**Task to carry out**.
All lines up to and including the one that contains "use rand::SeedableRng;" are to be transcribed exactly, starting from the first line of the records.

**Data records**.
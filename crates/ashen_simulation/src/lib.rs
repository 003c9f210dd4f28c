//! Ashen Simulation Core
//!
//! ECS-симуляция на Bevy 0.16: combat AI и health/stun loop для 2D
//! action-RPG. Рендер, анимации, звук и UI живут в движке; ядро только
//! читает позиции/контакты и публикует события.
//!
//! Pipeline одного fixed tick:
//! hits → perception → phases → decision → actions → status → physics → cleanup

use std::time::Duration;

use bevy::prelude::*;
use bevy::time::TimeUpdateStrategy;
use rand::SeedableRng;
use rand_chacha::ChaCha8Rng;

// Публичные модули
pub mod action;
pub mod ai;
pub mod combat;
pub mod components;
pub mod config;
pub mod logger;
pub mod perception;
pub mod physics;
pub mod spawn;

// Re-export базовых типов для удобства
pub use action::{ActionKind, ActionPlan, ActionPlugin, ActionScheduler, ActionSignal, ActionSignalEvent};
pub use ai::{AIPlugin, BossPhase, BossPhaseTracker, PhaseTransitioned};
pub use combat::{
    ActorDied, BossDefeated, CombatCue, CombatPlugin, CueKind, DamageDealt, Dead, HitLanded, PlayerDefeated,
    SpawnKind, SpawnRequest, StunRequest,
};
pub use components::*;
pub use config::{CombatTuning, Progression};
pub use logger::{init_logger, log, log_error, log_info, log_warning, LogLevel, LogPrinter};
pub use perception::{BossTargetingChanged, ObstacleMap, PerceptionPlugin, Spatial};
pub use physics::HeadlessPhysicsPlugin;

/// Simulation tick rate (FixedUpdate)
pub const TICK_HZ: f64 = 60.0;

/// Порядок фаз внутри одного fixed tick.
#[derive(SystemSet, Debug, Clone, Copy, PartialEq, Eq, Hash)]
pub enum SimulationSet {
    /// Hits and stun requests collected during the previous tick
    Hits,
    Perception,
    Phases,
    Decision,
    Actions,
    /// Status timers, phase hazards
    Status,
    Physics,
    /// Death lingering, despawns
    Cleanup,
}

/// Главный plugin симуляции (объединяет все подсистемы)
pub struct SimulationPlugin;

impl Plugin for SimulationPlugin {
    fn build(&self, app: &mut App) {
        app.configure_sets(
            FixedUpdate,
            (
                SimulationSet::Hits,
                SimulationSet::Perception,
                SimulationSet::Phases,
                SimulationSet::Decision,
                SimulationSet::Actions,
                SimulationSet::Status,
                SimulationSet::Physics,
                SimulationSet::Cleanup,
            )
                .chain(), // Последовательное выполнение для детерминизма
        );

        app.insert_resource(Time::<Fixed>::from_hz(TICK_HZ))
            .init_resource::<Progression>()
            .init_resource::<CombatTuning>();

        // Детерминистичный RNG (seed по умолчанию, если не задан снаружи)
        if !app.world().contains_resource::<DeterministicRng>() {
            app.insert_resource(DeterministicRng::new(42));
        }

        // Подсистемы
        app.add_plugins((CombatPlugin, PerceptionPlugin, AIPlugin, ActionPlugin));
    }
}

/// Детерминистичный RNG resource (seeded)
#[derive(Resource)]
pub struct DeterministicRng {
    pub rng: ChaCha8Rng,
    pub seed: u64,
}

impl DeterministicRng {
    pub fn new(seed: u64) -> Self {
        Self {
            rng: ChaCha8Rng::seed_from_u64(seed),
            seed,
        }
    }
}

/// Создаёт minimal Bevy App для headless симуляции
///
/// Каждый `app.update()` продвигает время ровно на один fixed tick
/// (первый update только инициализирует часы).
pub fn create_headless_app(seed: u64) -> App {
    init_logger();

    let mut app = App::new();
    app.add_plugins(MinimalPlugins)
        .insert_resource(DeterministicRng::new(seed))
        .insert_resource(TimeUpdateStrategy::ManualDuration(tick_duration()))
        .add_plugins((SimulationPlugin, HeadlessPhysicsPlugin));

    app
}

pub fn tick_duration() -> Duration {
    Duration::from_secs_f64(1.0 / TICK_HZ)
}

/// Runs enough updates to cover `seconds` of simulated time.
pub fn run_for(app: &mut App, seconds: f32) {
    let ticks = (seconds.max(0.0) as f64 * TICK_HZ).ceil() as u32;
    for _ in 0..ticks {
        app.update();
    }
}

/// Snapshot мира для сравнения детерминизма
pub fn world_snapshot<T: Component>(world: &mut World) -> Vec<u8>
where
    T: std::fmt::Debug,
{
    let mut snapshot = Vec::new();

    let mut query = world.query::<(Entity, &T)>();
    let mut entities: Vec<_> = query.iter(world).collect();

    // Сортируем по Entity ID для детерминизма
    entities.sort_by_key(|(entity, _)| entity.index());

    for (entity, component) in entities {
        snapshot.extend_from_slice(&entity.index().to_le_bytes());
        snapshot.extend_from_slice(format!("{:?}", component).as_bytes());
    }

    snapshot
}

**Answer area**.
filename crates/ashen_simulation/src/lib.rs
repository 003c9f210dd4f28c
//! Ashen Simulation Core
//!
//! ECS-симуляция на Bevy 0.16: combat AI и health/stun loop для 2D
//! action-RPG. Рендер, анимации, звук и UI живут в движке; ядро только
//! читает позиции/контакты и публикует события.
//!
//! Pipeline одного fixed tick:
//! hits → perception → phases → decision → actions → status → physics → cleanup

use std::time::Duration;

use bevy::prelude::*;
use bevy::time::TimeUpdateStrategy;
use rand::SeedableRng;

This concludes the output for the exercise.